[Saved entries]
------------------------------------
// ABOUTME: Composition validator and step-tree translator, the core of the bridge
// ABOUTME: Turns an untyped composition value into a validated, typed workout plan
//
// SPDX-License-Identifier: MIT OR Apache-2.0
// Copyright (c) 2025 Workoutkit Bridge Project

//! # Composition Core
//!
//! Pure validation and translation: a function from (sport, untyped
//! composition) to a typed [`WorkoutPlan`] or a [`PlanError`]. There is
//! no partial or best-effort result; the first invalid element aborts
//! the whole call.
//!
//! Control flow: schema validation (`schema`) → step tree parsing
//! (`steps`), which delegates to the basic-step parser and the
//! goal/target/alert field parsers (`fields`). All stages read the
//! input through the type-checked accessors in `value`, which turn
//! absence or a primitive-type mismatch into a `MissingRequiredField`
//! at the offending dotted path, never a silent default.
//!
//! Everything in this module is synchronous, allocation-light, and free
//! of shared state, so concurrent invocations cannot interact.

mod fields;
mod schema;
mod steps;
mod value;

use serde_json::Value;

use crate::errors::PlanResult;
use crate::models::WorkoutPlan;

/// Validate a workout composition against the declared schema and
/// translate it into a typed plan.
///
/// `sport` must equal `activity.type` exactly (no case folding). The
/// composition is borrowed read-only; the returned plan is owned by the
/// caller and carries no reference back into the input.
///
/// # Errors
///
/// Returns the first [`crate::errors::PlanError`] encountered in schema
/// or step validation; no further checks run after a failure.
pub fn translate_composition(sport: &str, composition: &Value) -> PlanResult<WorkoutPlan> {
    let raw = schema::validate_schema(sport, composition)?;
    let steps = steps::parse_steps(&raw.steps)?;

    Ok(WorkoutPlan {
        sport: sport.to_owned(),
        display_name: raw.display_name.map(str::to_owned),
        notes: raw.notes.map(str::to_owned),
        location: raw.location.map(str::to_owned),
        steps,
    })
}

#[cfg(test)]
mod tests {
    use super::*;
    use crate::models::ParsedStep;
    use serde_json::json;

    #[test]
    fn test_translate_minimal_composition() {
        let composition = json!({
            "activity": {"type": "running"},
            "steps": [
                {"kind": "warmup", "goal": {"type": "time", "value": 300, "unit": "seconds"}}
            ]
        });

        let plan = translate_composition("running", &composition).unwrap();
        assert_eq!(plan.sport, "running");
        assert_eq!(plan.step_count(), 1);
        match &plan.steps[0] {
            ParsedStep::Basic(step) => assert_eq!(step.goal.value, 300.0),
            ParsedStep::Repeat(_) => panic!("expected a basic step"),
        }
    }

    #[test]
    fn test_translate_is_idempotent() {
        let composition = json!({
            "activity": {"type": "cycling", "location": "outdoor"},
            "displayName": "Intervals",
            "steps": [
                {"kind": "warmup", "goal": {"type": "time", "value": 600, "unit": "seconds"}},
                {"kind": "repeat", "count": 4, "sequence": [
                    {"kind": "work", "goal": {"type": "power", "value": 250, "unit": "watts"}},
                    {"kind": "rest", "goal": {"type": "time", "value": 120, "unit": "seconds"}}
                ]}
            ]
        });

        let first = translate_composition("cycling", &composition).unwrap();
        let second = translate_composition("cycling", &composition).unwrap();
        assert_eq!(first, second);
        assert_eq!(
            serde_json::to_string(&first).unwrap(),
            serde_json::to_string(&second).unwrap()
        );
    }
}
------------------------------------
WHAT NEEDS TO BE DONE: If a line holds the string "PlanResult", it counts; please state how many such lines there are in the data, with nothing more.

EXERCISE ANSWER: 2